■ **Goal of the exercise**:
Those lines of the records that contain "Deserialize" are to be located and copied.

■ **Extracted material**:
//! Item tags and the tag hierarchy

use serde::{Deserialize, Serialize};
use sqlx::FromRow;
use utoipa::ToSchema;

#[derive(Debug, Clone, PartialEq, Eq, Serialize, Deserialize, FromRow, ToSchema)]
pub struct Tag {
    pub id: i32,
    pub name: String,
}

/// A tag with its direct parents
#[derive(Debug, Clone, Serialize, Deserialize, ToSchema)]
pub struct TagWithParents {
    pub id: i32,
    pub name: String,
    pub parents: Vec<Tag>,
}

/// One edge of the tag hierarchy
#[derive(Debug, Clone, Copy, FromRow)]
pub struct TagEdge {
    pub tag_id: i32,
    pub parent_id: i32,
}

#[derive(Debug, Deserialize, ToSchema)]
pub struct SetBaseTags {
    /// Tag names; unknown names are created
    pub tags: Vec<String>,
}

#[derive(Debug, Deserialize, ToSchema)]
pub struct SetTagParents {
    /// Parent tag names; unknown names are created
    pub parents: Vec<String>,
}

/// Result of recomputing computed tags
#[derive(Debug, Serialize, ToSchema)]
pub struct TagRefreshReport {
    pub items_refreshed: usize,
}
==
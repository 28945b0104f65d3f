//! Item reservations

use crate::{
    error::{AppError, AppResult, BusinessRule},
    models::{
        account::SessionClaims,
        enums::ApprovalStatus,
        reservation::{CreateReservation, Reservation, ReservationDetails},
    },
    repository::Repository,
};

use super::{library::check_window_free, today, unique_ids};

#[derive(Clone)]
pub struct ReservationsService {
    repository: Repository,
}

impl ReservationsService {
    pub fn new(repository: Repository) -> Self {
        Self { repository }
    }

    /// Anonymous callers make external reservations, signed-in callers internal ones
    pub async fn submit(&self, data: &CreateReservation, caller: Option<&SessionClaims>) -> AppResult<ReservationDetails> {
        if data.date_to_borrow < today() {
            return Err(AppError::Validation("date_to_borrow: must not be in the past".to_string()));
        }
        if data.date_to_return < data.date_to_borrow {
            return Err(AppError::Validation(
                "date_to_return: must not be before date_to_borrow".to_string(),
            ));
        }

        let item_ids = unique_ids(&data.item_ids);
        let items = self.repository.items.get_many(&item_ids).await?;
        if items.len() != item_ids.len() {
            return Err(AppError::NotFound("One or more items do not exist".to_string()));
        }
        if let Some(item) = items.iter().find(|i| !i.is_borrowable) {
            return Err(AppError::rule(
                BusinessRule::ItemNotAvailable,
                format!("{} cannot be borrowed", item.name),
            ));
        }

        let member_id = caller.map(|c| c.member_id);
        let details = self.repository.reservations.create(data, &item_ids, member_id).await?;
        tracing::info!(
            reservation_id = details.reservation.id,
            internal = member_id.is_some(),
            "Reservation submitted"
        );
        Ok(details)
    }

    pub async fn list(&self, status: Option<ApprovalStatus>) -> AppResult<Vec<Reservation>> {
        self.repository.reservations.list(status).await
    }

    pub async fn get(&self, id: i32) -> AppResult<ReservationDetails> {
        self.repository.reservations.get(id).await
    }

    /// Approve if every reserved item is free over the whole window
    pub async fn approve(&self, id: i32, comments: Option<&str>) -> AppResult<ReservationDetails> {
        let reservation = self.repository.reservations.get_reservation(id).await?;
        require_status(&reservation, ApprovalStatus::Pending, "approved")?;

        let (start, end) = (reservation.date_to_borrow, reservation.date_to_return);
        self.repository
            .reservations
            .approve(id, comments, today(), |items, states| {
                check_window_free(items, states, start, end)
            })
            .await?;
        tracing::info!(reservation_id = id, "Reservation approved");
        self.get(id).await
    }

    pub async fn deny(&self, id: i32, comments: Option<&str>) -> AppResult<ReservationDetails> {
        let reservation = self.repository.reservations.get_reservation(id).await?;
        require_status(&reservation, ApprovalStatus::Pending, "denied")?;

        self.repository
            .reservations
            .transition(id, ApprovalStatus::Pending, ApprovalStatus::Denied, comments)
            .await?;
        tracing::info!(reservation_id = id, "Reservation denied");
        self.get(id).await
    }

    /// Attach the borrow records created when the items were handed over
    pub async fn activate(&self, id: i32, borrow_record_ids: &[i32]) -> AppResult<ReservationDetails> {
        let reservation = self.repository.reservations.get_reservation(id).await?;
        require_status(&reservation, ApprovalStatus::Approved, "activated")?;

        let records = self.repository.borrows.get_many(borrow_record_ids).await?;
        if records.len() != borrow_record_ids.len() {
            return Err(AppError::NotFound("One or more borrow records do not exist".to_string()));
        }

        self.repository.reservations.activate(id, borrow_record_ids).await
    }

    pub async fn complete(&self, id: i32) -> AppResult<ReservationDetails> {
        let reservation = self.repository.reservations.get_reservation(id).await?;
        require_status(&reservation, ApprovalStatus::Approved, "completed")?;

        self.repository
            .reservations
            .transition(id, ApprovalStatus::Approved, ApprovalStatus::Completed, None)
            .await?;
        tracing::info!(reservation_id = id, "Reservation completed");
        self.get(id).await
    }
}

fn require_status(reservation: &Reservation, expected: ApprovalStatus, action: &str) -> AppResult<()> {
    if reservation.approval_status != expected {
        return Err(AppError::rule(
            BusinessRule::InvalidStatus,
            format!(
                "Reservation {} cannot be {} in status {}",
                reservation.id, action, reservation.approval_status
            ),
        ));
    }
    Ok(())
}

■ **Response below**:
use serde::{Deserialize, Serialize};
#[derive(Debug, Clone, PartialEq, Eq, Serialize, Deserialize, FromRow, ToSchema)]
#[derive(Debug, Clone, Serialize, Deserialize, ToSchema)]
#[derive(Debug, Deserialize, ToSchema)]
#[derive(Debug, Deserialize, ToSchema)]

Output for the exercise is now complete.